Start of Given records
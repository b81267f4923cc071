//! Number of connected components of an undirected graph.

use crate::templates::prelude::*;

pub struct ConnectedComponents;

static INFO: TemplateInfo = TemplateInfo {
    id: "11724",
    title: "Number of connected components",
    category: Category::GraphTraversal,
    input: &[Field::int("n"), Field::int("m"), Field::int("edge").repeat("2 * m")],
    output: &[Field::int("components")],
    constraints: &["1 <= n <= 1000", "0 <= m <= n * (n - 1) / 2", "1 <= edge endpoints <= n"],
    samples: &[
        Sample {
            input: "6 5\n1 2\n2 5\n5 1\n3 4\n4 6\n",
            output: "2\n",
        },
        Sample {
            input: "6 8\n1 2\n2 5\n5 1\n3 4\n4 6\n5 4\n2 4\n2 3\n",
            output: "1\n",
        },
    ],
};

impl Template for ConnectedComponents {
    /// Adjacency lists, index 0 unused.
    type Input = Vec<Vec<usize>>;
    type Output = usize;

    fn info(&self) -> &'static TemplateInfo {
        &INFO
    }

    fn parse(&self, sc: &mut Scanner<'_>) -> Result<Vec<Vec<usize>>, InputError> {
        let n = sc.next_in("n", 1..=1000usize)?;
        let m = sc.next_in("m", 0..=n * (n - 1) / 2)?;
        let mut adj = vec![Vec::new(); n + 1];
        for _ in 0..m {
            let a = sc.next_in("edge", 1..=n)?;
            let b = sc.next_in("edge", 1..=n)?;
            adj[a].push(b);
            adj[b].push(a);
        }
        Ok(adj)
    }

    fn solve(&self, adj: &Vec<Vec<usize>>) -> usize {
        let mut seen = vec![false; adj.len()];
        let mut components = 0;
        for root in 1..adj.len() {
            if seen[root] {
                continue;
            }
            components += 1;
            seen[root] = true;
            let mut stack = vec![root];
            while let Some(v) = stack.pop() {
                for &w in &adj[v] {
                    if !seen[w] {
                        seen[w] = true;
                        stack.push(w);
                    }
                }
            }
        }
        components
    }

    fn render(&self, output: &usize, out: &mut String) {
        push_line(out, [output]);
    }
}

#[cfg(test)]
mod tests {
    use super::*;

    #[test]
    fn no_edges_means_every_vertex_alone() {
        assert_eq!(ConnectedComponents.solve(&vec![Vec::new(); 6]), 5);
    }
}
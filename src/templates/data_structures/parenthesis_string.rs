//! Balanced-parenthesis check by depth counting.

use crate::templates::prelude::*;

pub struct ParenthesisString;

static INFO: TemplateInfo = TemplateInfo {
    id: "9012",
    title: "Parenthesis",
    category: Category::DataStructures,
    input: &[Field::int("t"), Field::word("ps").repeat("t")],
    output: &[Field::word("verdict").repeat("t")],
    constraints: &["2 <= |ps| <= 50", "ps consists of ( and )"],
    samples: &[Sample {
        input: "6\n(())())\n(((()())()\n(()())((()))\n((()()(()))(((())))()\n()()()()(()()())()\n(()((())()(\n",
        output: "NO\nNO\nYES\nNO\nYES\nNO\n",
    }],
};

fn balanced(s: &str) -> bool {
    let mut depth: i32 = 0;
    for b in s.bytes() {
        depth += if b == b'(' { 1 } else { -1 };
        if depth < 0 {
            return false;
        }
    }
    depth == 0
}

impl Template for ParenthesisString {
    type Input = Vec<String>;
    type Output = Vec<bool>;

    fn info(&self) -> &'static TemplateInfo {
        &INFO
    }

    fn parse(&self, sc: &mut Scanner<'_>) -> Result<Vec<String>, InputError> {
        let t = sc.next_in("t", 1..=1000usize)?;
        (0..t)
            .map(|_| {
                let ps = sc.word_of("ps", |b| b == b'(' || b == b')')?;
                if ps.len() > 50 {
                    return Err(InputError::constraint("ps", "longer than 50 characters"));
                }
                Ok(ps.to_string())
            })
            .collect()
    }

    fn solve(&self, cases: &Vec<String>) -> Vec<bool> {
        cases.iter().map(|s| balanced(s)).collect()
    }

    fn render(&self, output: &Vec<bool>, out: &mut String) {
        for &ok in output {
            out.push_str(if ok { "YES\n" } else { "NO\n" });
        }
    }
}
End of Given records
Exercise brief: A single figure is the whole answer: the number of lines in the material above where the string "Field" occurs.

Answer to this task: 4